* Exercise data *
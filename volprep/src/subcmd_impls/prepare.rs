use super::utils::{layout_name, positive_size, ratio_legal_range};
use super::MANIFEST;
use anyhow::Context;
use clap::Args;
use std::fs;
use std::path::PathBuf;
use volpatch::prelude::*;
use volpatch::prep::{load_volume, save_preprocessed};

#[derive(Args, Debug)]
pub struct Prepare {
    /// CT图像npy文件(f32)。
    #[arg(long = "image", short = 'i')]
    image: PathBuf,
    /// 标签npy文件(u8)。
    #[arg(long = "mask", short = 'm')]
    mask: PathBuf,
    /// 输出目录。
    #[arg(long = "out-dir", short = 'o')]
    out_dir: PathBuf,
    /// 切块边长。
    #[arg(long, value_parser = positive_size, default_value_t = DEFAULT_PATCH_SIZE)]
    size: usize,
    /// 复制份数（包含原数据）。
    #[arg(long, value_parser = positive_size)]
    replica: Option<usize>,
    /// 训练集比例。
    #[arg(long, value_parser = ratio_legal_range, default_value_t = TRAIN_RATIO)]
    ratio: f64,
    /// 不划分训练/验证集。
    #[arg(long = "no-split", conflicts_with = "ratio")]
    no_split: bool,
    /// 切块布局：`cube`或`slab`。
    #[arg(long, value_parser = layout_name, default_value = "cube")]
    layout: TileLayout,
    /// 复制时随机翻转。
    #[arg(long)]
    augment: bool,
    /// 对图像做分组高斯平滑。
    #[arg(long)]
    smooth: bool,
    /// 随机种子。
    #[arg(long)]
    seed: Option<u64>,
    /// 额外保存切块前（规范化、复制、平滑之后）的整体数据。
    #[arg(long = "save-preprocessed")]
    save_preprocessed: bool,
    /// 输出各阶段耗时。
    #[arg(long)]
    bench: bool,
}

impl Prepare {
    pub fn run(&mut self) -> anyhow::Result<()> {
        let config = PrepConfig {
            patch_size: self.size,
            replica: self.replica,
            split: (!self.no_split).then_some(self.ratio),
            layout: self.layout,
            smooth: self.smooth,
            seed: self.seed,
            ..PrepConfig::default()
        };
        if self.augment {
            let augmenter = RandomAugmenter::new(augment_seed(self.seed));
            self.run_with(config, augmenter)
        } else {
            self.run_with(config, Replicate)
        }
    }

    fn run_with<G: Augment>(&self, config: PrepConfig, augmenter: G) -> anyhow::Result<()> {
        let mut pipeline = Pipeline::new(config.clone(), augmenter)?;

        log::info!("读取`{}`与`{}`...", self.image.display(), self.mask.display());
        let image: Volume = load_volume(&self.image)
            .with_context(|| format!("cannot load image `{}`", self.image.display()))?;
        let mask: Mask = load_volume(&self.mask)
            .with_context(|| format!("cannot load mask `{}`", self.mask.display()))?;

        let (image, mask) = pipeline.prepare_volumes(image, mask)?;
        if self.save_preprocessed {
            let (ip, mp) = save_preprocessed(&self.out_dir, &image, &mask)?;
            log::info!("已保存`{}`与`{}`", ip.display(), mp.display());
        }

        let pair = pipeline.tile_volumes(image.view(), mask.view())?;
        for path in pair.save(&self.out_dir)? {
            log::info!("已写入`{}`", path.display());
        }

        let manifest_path = self.out_dir.join(MANIFEST);
        fs::write(&manifest_path, pair.manifest(&config).pretty(2))
            .with_context(|| format!("cannot write `{}`", manifest_path.display()))?;

        if self.bench {
            pipeline.timer().summary();
        }
        Ok(())
    }
}

/// 翻转用的种子，与平滑用的种子错开。
#[inline]
fn augment_seed(seed: Option<u64>) -> Option<u64> {
    seed.map(|s| s.wrapping_add(1))
}

#[cfg(test)]
mod tests {
    use super::augment_seed;

    #[test]
    fn test_augment_seed_differs_from_smooth_seed() {
        assert_eq!(augment_seed(None), None);
        assert_eq!(augment_seed(Some(7)), Some(8));
        assert_eq!(augment_seed(Some(u64::MAX)), Some(0));
    }
}
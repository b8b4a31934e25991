//! `.npy`文件的读写。

use super::consts::{PREPROCESSED_IMAGE, PREPROCESSED_MASK};
use super::error::{PrepError, Result};
use super::{Mask, Volume};
use ndarray::{Array, Array3, ArrayBase, Data, Dimension};
use ndarray_npy::{ReadableElement, WritableElement};
use std::fs;
use std::path::{Path, PathBuf};

/// 读取(height, width, n_samples)形状的体数据。
#[inline]
pub fn load_volume<A: ReadableElement, P: AsRef<Path>>(path: P) -> Result<Array3<A>> {
    load_array(path)
}

/// 读取任意维度的数组。
pub fn load_array<A, D, P>(path: P) -> Result<Array<A, D>>
where
    A: ReadableElement,
    D: Dimension,
    P: AsRef<Path>,
{
    let path = path.as_ref();
    let array: Array<A, D> = ndarray_npy::read_npy(path).map_err(|source| PrepError::Read {
        path: path.to_path_buf(),
        source,
    })?;
    log::debug!("读取`{}`，形状{:?}", path.display(), array.shape());
    Ok(array)
}

/// 写入数组。
pub fn save_array<A, S, D, P>(path: P, array: &ArrayBase<S, D>) -> Result<()>
where
    A: WritableElement,
    S: Data<Elem = A>,
    D: Dimension,
    P: AsRef<Path>,
{
    let path = path.as_ref();
    ndarray_npy::write_npy(path, array).map_err(|source| PrepError::Write {
        path: path.to_path_buf(),
        source,
    })?;
    log::debug!("写入`{}`，形状{:?}", path.display(), array.shape());
    Ok(())
}

/// 在`dir`下写入`preprocessed_image.npy`与`preprocessed_mask.npy`，返回两者路径。
pub fn save_preprocessed<P: AsRef<Path>>(
    dir: P,
    image: &Volume,
    mask: &Mask,
) -> Result<(PathBuf, PathBuf)> {
    let dir = dir.as_ref();
    fs::create_dir_all(dir)?;
    let image_path = dir.join(PREPROCESSED_IMAGE);
    let mask_path = dir.join(PREPROCESSED_MASK);
    save_array(&image_path, image)?;
    save_array(&mask_path, mask)?;
    Ok((image_path, mask_path))
}
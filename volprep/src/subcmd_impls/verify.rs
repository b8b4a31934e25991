use super::utils::{layout_name, positive_size};
use anyhow::Context;
use clap::Args;
use ndarray::{s, Array3};
use std::path::{Path, PathBuf};
use volpatch::prelude::*;
use volpatch::prep::tile::kept_depth;
use volpatch::prep::{get_batches, load_volume, reshape_data};

#[derive(Args, Debug)]
pub struct Verify {
    /// 待验证的npy体数据(f32)。
    #[arg(long = "input", short = 'i')]
    input: PathBuf,
    /// 切块边长。
    #[arg(long, value_parser = positive_size, default_value_t = DEFAULT_PATCH_SIZE)]
    size: usize,
    /// 切块布局：`cube`或`slab`。
    #[arg(long, value_parser = layout_name, default_value = "cube")]
    layout: TileLayout,
}

impl Verify {
    pub fn run(&mut self) -> anyhow::Result<()> {
        let volume: Volume = load_volume(&self.input)
            .with_context(|| format!("cannot load `{}`", self.input.display()))?;
        println!("正在文件`{}`中验证性质...", self.input.display());
        let ok = Program::new(&self.input, volume, self.size, self.layout).run()?;
        if !ok {
            anyhow::bail!("verification failed");
        }
        println!("验证通过");
        Ok(())
    }
}

struct Program<'a> {
    input: &'a Path,
    volume: Volume,
    size: usize,
    layout: TileLayout,
}

impl<'a> Program<'a> {
    #[inline]
    pub fn new(input: &'a Path, volume: Volume, size: usize, layout: TileLayout) -> Self {
        Self {
            input,
            volume,
            size,
            layout,
        }
    }

    pub fn run(&self) -> anyhow::Result<bool> {
        let (height, width, depth) = self.volume.dim();
        let expected = self.layout.patch_count(self.volume.dim(), self.size)?;

        println!("\t切块中...");
        let patches = self.layout.crop(self.volume.view(), self.size)?;
        let mut ok = true;
        if patches.dim().2 != expected {
            eprintln!(
                "`check_count` failed: expected {expected} patches, got {}.",
                patches.dim().2
            );
            ok = false;
        }

        let reshaped = reshape_data(patches.view());
        let batches = get_batches(reshaped.view(), self.size)?;
        println!("\tbatch形状: {:?}", batches.shape());

        println!("\t恢复中...");
        let back = recover(batches.view(), self.size, self.layout, height, width)?;
        let kept = match self.layout {
            TileLayout::Cube => kept_depth(depth, self.size),
            TileLayout::Slab => depth,
        };
        let target = self.volume.slice(s![.., .., ..kept]);
        if back.dim() != target.dim() {
            eprintln!(
                "`check_recover` failed: recovered shape {:?}, expected {:?}.",
                back.dim(),
                target.dim()
            );
            return Ok(false);
        }
        ok &= self.check_voxels(&back, height, width, kept);
        Ok(ok)
    }

    fn check_voxels(&self, back: &Array3<f32>, height: usize, width: usize, depth: usize) -> bool {
        // 逐体素比较，报告每个不一致的位置
        let mut ok = true;
        for z in 0..depth {
            for h in 0..height {
                for w in 0..width {
                    if back[[h, w, z]].to_bits() != self.volume[[h, w, z]].to_bits() {
                        self.print_failed_info_pos("check_recover", (h, w), z);
                        ok = false;
                    }
                }
            }
        }
        ok
    }

    #[inline]
    fn print_failed_info_pos(&self, fn_name: &str, (h, w): (usize, usize), z: usize) {
        eprintln!(
            "`{fn_name}` failed: in `{}`, slice {z}, position ({h}, {w}).",
            self.input.display()
        );
    }
}
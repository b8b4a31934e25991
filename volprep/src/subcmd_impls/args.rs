use clap::{Parser, Subcommand};

#[derive(Parser, Debug)]
#[command(name = "volprep")]
#[command(about = "将CT体数据及其标签切块、分batch，并由batch恢复体数据的工具集.")]
#[command(version, about, long_about = None)]
pub struct Cli {
    /// 子命令。
    #[command(subcommand)]
    command: Commands,
}

impl Cli {
    pub fn run_program(&mut self) -> anyhow::Result<()> {
        match self.command {
            Commands::Prepare(ref mut v) => v.run(),
            Commands::Recover(ref mut v) => v.run(),
            Commands::Window(ref mut v) => v.run(),
            Commands::Verify(ref mut v) => v.run(),
        }
    }
}

#[derive(Subcommand, Debug)]
enum Commands {
    /// 将一对npy图像与标签预处理为训练/验证batch。
    Prepare(crate::subcmd_impls::prepare::Prepare),
    /// 由batch文件恢复体数据。
    Recover(crate::subcmd_impls::recover::Recover),
    /// 按照给定的CT窗位和窗宽规范化npy文件，可选地输出每层的灰度图。
    Window(crate::subcmd_impls::window::Window),
    /// 自动验证切块与恢复互为逆运算。
    Verify(crate::subcmd_impls::verify::Verify),
}
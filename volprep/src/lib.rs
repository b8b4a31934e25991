mod subcmd_impls;

pub use subcmd_impls::args::Cli;
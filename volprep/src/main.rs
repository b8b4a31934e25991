use clap::Parser;
use volprep::Cli;

fn main() -> anyhow::Result<()> {
    env_logger::Builder::from_env(env_logger::Env::default().default_filter_or("info")).init();
    let mut cmd: Cli = Cli::parse();
    cmd.run_program()
}
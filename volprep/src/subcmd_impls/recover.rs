use super::utils::{layout_name, positive_size};
use anyhow::Context;
use clap::Args;
use ndarray::ArrayD;
use std::path::PathBuf;
use volpatch::prelude::*;
use volpatch::prep::{load_array, save_array};

#[derive(Args, Debug)]
pub struct Recover {
    /// batch npy文件，形状为(b, len, size, size, 1)或(n, size, size, 1)。
    #[arg(long = "input", short = 'i')]
    input: PathBuf,
    /// 输出的体数据npy文件。
    #[arg(long = "output", short = 'o')]
    output: PathBuf,
    /// 切块边长。
    #[arg(long, value_parser = positive_size, default_value_t = DEFAULT_PATCH_SIZE)]
    size: usize,
    /// 体数据高度。
    #[arg(long, value_parser = positive_size, required_unless_present = "legacy")]
    height: Option<usize>,
    /// 体数据宽度。
    #[arg(long, value_parser = positive_size, required_unless_present = "legacy")]
    width: Option<usize>,
    /// 切块布局：`cube`或`slab`。
    #[arg(long, value_parser = layout_name, default_value = "cube")]
    layout: TileLayout,
    /// 旧版数据：板状布局，512 * 512。
    #[arg(long, conflicts_with_all = ["height", "width", "layout"])]
    legacy: bool,
    /// 以u8读写（标签）；默认为f32（图像）。
    #[arg(long)]
    mask: bool,
}

impl Recover {
    pub fn run(&mut self) -> anyhow::Result<()> {
        if self.mask {
            self.run_typed::<u8>()
        } else {
            self.run_typed::<f32>()
        }
    }

    fn run_typed<A>(&self) -> anyhow::Result<()>
    where
        A: Clone + ndarray_npy::ReadableElement + ndarray_npy::WritableElement,
    {
        let batches: ArrayD<A> = load_array(&self.input)
            .with_context(|| format!("cannot load batches `{}`", self.input.display()))?;
        log::info!("batch形状: {:?}", batches.shape());

        let volume = match (self.legacy, self.height, self.width) {
            (true, _, _) => recover_legacy(batches.view(), self.size)?,
            (false, Some(height), Some(width)) => {
                recover(batches.view(), self.size, self.layout, height, width)?
            }
            _ => anyhow::bail!("`--height` and `--width` are required without `--legacy`"),
        };
        log::info!("恢复后形状: {:?}", volume.dim());

        save_array(&self.output, &volume)?;
        Ok(())
    }
}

* Required action *
Your answer should be every line from the material above in which the word "crate" appears.

* Result of this exercise *
    Prepare(crate::subcmd_impls::prepare::Prepare),
    Recover(crate::subcmd_impls::recover::Recover),
    Window(crate::subcmd_impls::window::Window),
    Verify(crate::subcmd_impls::verify::Verify),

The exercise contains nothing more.